→ Saved data entries
····················
use std::time::Duration;

/// Базовый URL сервера по умолчанию.
pub const DEFAULT_BASE_URL: &str = "http://127.0.0.1:8000";

#[derive(Debug, Clone)]
/// Настройки клиента.
pub struct ClientConfig {
    /// Базовый URL сервера, например `http://127.0.0.1:8000`.
    pub base_url: String,
    /// Таймаут установки соединения.
    pub connect_timeout: Duration,
    /// Таймаут одного запроса.
    pub request_timeout: Duration,
    /// Таймаут загрузки статистики панелей.
    pub dashboard_timeout: Duration,
    /// Расстояние до низа документа (в пикселях), при котором лента догружается.
    pub scroll_threshold_px: f64,
    /// Размер страницы лент по умолчанию.
    pub default_per_page: u32,
}

impl ClientConfig {
    /// Настройки по умолчанию с заданным базовым URL.
    pub fn new(base_url: impl Into<String>) -> Self {
        Self {
            base_url: base_url.into(),
            ..Self::default()
        }
    }
}

impl Default for ClientConfig {
    fn default() -> Self {
        Self {
            base_url: DEFAULT_BASE_URL.to_string(),
            connect_timeout: Duration::from_secs(5),
            request_timeout: Duration::from_secs(15),
            dashboard_timeout: Duration::from_secs(10),
            scroll_threshold_px: 200.0,
            default_per_page: 10,
        }
    }
}
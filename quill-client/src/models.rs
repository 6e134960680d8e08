use chrono::{DateTime, Utc};
use serde::{Deserialize, Deserializer, Serialize};
use serde_json::{Map, Value};

#[derive(Debug, Clone, Copy, PartialEq, Eq, Default, Serialize)]
#[serde(rename_all = "lowercase")]
/// Роль пользователя на платформе.
pub enum Role {
    /// Администратор: работает через bearer-токен.
    Admin,
    /// Обычный пользователь: работает через cookie-сессию и CSRF.
    #[default]
    User,
}

// Неизвестные роли сервера считаем обычным пользователем.
impl<'de> Deserialize<'de> for Role {
    fn deserialize<D>(deserializer: D) -> Result<Self, D::Error>
    where
        D: Deserializer<'de>,
    {
        let raw = Option::<String>::deserialize(deserializer)?;
        Ok(match raw.as_deref() {
            Some(role) if role.eq_ignore_ascii_case("admin") => Self::Admin,
            _ => Self::User,
        })
    }
}

#[derive(Debug, Clone, PartialEq, Eq, Serialize, Deserialize)]
/// Публичная модель пользователя, хранимая в сессии.
pub struct User {
    /// Идентификатор пользователя.
    pub id: i64,
    /// Отображаемое имя.
    pub name: String,
    /// Email.
    pub email: String,
    /// Роль.
    #[serde(default)]
    pub role: Role,
    /// URL аватара, если загружен.
    #[serde(default)]
    pub avatar: Option<String>,
}

impl User {
    /// `true`, если пользователь является администратором.
    pub fn is_admin(&self) -> bool {
        self.role == Role::Admin
    }
}

#[derive(Debug, Clone, PartialEq, Eq, Serialize, Deserialize)]
/// Автор поста или комментария в том виде, в котором его встраивает сервер.
pub struct Author {
    /// Идентификатор пользователя.
    pub id: i64,
    /// Отображаемое имя.
    pub name: String,
    /// URL аватара.
    #[serde(default)]
    pub avatar: Option<String>,
}

#[derive(Debug, Clone, PartialEq, Serialize, Deserialize)]
/// Публичная модель поста.
pub struct Post {
    /// Идентификатор поста.
    pub id: i64,
    /// Заголовок.
    pub title: String,
    /// Содержимое.
    pub content: String,
    /// Категория.
    #[serde(default)]
    pub category: String,
    /// Путь или URL изображения.
    #[serde(default)]
    pub image: Option<String>,
    /// Отмечен ли пост администратором для главной страницы.
    #[serde(default, deserialize_with = "flag_from_bool_or_int")]
    pub is_featured: bool,
    /// Количество просмотров.
    #[serde(default)]
    pub views: u64,
    /// Количество лайков.
    #[serde(default)]
    pub likes_count: u64,
    /// Количество комментариев.
    #[serde(default)]
    pub comments_count: u64,
    /// Дата и время создания (UTC).
    pub created_at: DateTime<Utc>,
    /// Автор поста.
    #[serde(default)]
    pub user: Option<Author>,
}

#[derive(Debug, Clone, PartialEq, Serialize, Deserialize)]
/// Публичная модель комментария.
pub struct Comment {
    /// Идентификатор комментария.
    pub id: i64,
    /// Пост, к которому относится комментарий.
    pub post_id: i64,
    /// Автор комментария.
    pub user_id: i64,
    /// Текст.
    pub content: String,
    /// Дата и время создания (UTC).
    pub created_at: DateTime<Utc>,
    /// Дата и время последнего изменения (UTC).
    pub updated_at: DateTime<Utc>,
    /// Встроенные данные автора.
    #[serde(default)]
    pub user: Option<Author>,
}

#[derive(Debug, Clone, Copy, PartialEq, Eq, Default, Serialize, Deserialize)]
/// Каноническое состояние лайка, которое возвращает сервер.
pub struct LikeState {
    /// Лайкнул ли текущий пользователь пост.
    #[serde(default, alias = "is_liked")]
    pub liked: bool,
    /// Общее число лайков поста.
    #[serde(default, alias = "likes_count")]
    pub like_count: u64,
}

#[derive(Debug, Clone, Serialize, Deserialize)]
/// Страница списка в формате `{ data, current_page, last_page, total }`.
pub struct Page<T> {
    /// Элементы страницы.
    pub data: Vec<T>,
    /// Номер текущей страницы (с 1).
    pub current_page: u32,
    /// Номер последней страницы.
    pub last_page: u32,
    /// Общее число элементов.
    pub total: u64,
    /// Размер страницы, если сервер его сообщил.
    #[serde(default)]
    pub per_page: Option<u32>,
}

impl<T> Page<T> {
    /// Курсор пагинации этой страницы.
    pub fn cursor(&self) -> PageCursor {
        PageCursor::new(self.current_page, self.last_page, self.total)
    }
}

#[derive(Debug, Clone, Copy, PartialEq, Eq)]
/// Тройка `current_page`/`last_page`/`total` частично загруженного списка.
///
/// Инвариант: `1 <= current_page <= last_page`.
pub struct PageCursor {
    current_page: u32,
    last_page: u32,
    total: u64,
}

impl PageCursor {
    /// Создаёт курсор, приводя значения сервера к инварианту.
    pub fn new(current_page: u32, last_page: u32, total: u64) -> Self {
        let last_page = last_page.max(1);
        let current_page = current_page.clamp(1, last_page);
        Self {
            current_page,
            last_page,
            total,
        }
    }

    /// Номер последней загруженной страницы.
    pub fn current_page(&self) -> u32 {
        self.current_page
    }

    /// Номер последней страницы на сервере.
    pub fn last_page(&self) -> u32 {
        self.last_page
    }

    /// Общее число элементов.
    pub fn total(&self) -> u64 {
        self.total
    }

    /// Есть ли ещё страницы для догрузки.
    pub fn has_more(&self) -> bool {
        self.current_page < self.last_page
    }

    /// Номер следующей страницы, если она есть.
    pub fn next_page(&self) -> Option<u32> {
        self.has_more().then(|| self.current_page + 1)
    }

    pub(crate) fn adjust_total(&mut self, delta: i64) {
        self.total = self.total.saturating_add_signed(delta);
    }
}

#[derive(Debug, Clone, Serialize, Deserialize)]
/// Ответ после успешной регистрации или входа.
pub struct AuthResponse {
    /// Данные пользователя.
    pub user: User,
    /// Bearer-токен, если сервер его выдал (администраторский вход).
    #[serde(default, alias = "access_token")]
    pub token: Option<String>,
}

#[derive(Debug, Clone, Default, Serialize, Deserialize)]
/// Статистика админской панели, предрассчитанная сервером.
pub struct AdminDashboard {
    /// Всего пользователей.
    #[serde(default)]
    pub total_users: u64,
    /// Всего постов.
    #[serde(default)]
    pub total_posts: u64,
    /// Всего комментариев.
    #[serde(default)]
    pub total_comments: u64,
    /// Всего лайков.
    #[serde(default)]
    pub total_likes: u64,
    /// Всего просмотров.
    #[serde(default)]
    pub total_views: u64,
    /// Последние посты.
    #[serde(default)]
    pub recent_posts: Vec<Post>,
    /// Прочие поля, которые клиент не типизирует.
    #[serde(flatten)]
    pub extra: Map<String, Value>,
}

#[derive(Debug, Clone, Default, Serialize, Deserialize)]
/// Статистика личного кабинета пользователя.
pub struct UserDashboard {
    /// Постов пользователя.
    #[serde(default)]
    pub total_posts: u64,
    /// Комментариев пользователя.
    #[serde(default)]
    pub total_comments: u64,
    /// Лайков, полученных постами пользователя.
    #[serde(default)]
    pub total_likes: u64,
    /// Просмотров постов пользователя.
    #[serde(default)]
    pub total_views: u64,
    /// Последние посты пользователя.
    #[serde(default)]
    pub recent_posts: Vec<Post>,
    /// Прочие поля, которые клиент не типизирует.
    #[serde(flatten)]
    pub extra: Map<String, Value>,
}

#[derive(Debug, Clone, Copy, PartialEq, Eq, Serialize, Deserialize)]
#[serde(rename_all = "snake_case")]
/// Поле сортировки ленты постов.
pub enum SortField {
    /// По дате создания.
    CreatedAt,
    /// По просмотрам.
    Views,
    /// По лайкам.
    LikesCount,
    /// По комментариям.
    CommentsCount,
    /// По заголовку.
    Title,
}

#[derive(Debug, Clone, Copy, PartialEq, Eq, Default, Serialize, Deserialize)]
#[serde(rename_all = "lowercase")]
/// Направление сортировки.
pub enum SortOrder {
    /// По возрастанию.
    Asc,
    /// По убыванию.
    #[default]
    Desc,
}

// Сервер на MySQL отдаёт булевы поля как 0/1.
fn flag_from_bool_or_int<'de, D>(deserializer: D) -> Result<bool, D::Error>
where
    D: Deserializer<'de>,
{
    #[derive(Deserialize)]
    #[serde(untagged)]
    enum Flag {
        Bool(bool),
        Int(i64),
    }

    Ok(match Option::<Flag>::deserialize(deserializer)? {
        Some(Flag::Bool(value)) => value,
        Some(Flag::Int(value)) => value != 0,
        None => false,
    })
}

#[cfg(test)]
mod tests {
    use super::*;

    #[test]
    fn unknown_role_decodes_as_user() {
        let raw = r#"{"id":1,"name":"n","email":"e@example.com","role":"editor"}"#;
        let user: User = serde_json::from_str(raw).expect("user should parse");
        assert_eq!(user.role, Role::User);
        assert!(!user.is_admin());
    }

    #[test]
    fn missing_role_and_avatar_default() {
        let raw = r#"{"id":1,"name":"n","email":"e@example.com"}"#;
        let user: User = serde_json::from_str(raw).expect("user should parse");
        assert_eq!(user.role, Role::User);
        assert!(user.avatar.is_none());
    }

    #[test]
    fn post_accepts_integer_featured_flag() {
        let raw = r#"{
            "id": 7, "title": "t", "content": "c", "category": "tech",
            "is_featured": 1, "views": 3, "likes_count": 2, "comments_count": 0,
            "created_at": "2026-01-01T00:00:00.000000Z",
            "user": {"id": 2, "name": "author"}
        }"#;
        let post: Post = serde_json::from_str(raw).expect("post should parse");
        assert!(post.is_featured);
        assert_eq!(post.user.map(|u| u.id), Some(2));
    }

    #[test]
    fn post_accepts_null_featured_flag() {
        let raw = r#"{"id":7,"title":"t","content":"c","is_featured":null,
            "created_at":"2026-01-01T00:00:00Z"}"#;
        let post: Post = serde_json::from_str(raw).expect("post should parse");
        assert!(!post.is_featured);
        assert_eq!(post.category, "");
    }

    #[test]
    fn like_state_accepts_likes_count_alias() {
        let state: LikeState =
            serde_json::from_str(r#"{"liked":true,"likes_count":4}"#).expect("must parse");
        assert_eq!(
            state,
            LikeState {
                liked: true,
                like_count: 4
            }
        );
    }

    #[test]
    fn cursor_clamps_current_page_to_last_page() {
        let cursor = PageCursor::new(9, 3, 25);
        assert_eq!(cursor.current_page(), 3);
        assert!(!cursor.has_more());
        assert_eq!(cursor.next_page(), None);
    }

    #[test]
    fn cursor_treats_empty_listing_as_single_page() {
        let cursor = PageCursor::new(1, 0, 0);
        assert_eq!(cursor.last_page(), 1);
        assert!(!cursor.has_more());
    }

    #[test]
    fn cursor_adjust_total_saturates() {
        let mut cursor = PageCursor::new(1, 1, 0);
        cursor.adjust_total(-1);
        assert_eq!(cursor.total(), 0);
        cursor.adjust_total(2);
        assert_eq!(cursor.total(), 2);
    }

    #[test]
    fn dashboard_keeps_unknown_fields() {
        let raw = r#"{"total_users":3,"total_posts":10,"posts_by_category":{"tech":4}}"#;
        let stats: AdminDashboard = serde_json::from_str(raw).expect("must parse");
        assert_eq!(stats.total_users, 3);
        assert_eq!(stats.total_comments, 0);
        assert!(stats.extra.contains_key("posts_by_category"));
    }
}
····················
→ REQUIREMENT
In the records above, some lines may contain the word "Количество"; copy every one of them.

→ EXERCISE RESPONSE
    /// Количество просмотров.
    /// Количество лайков.
    /// Количество комментариев.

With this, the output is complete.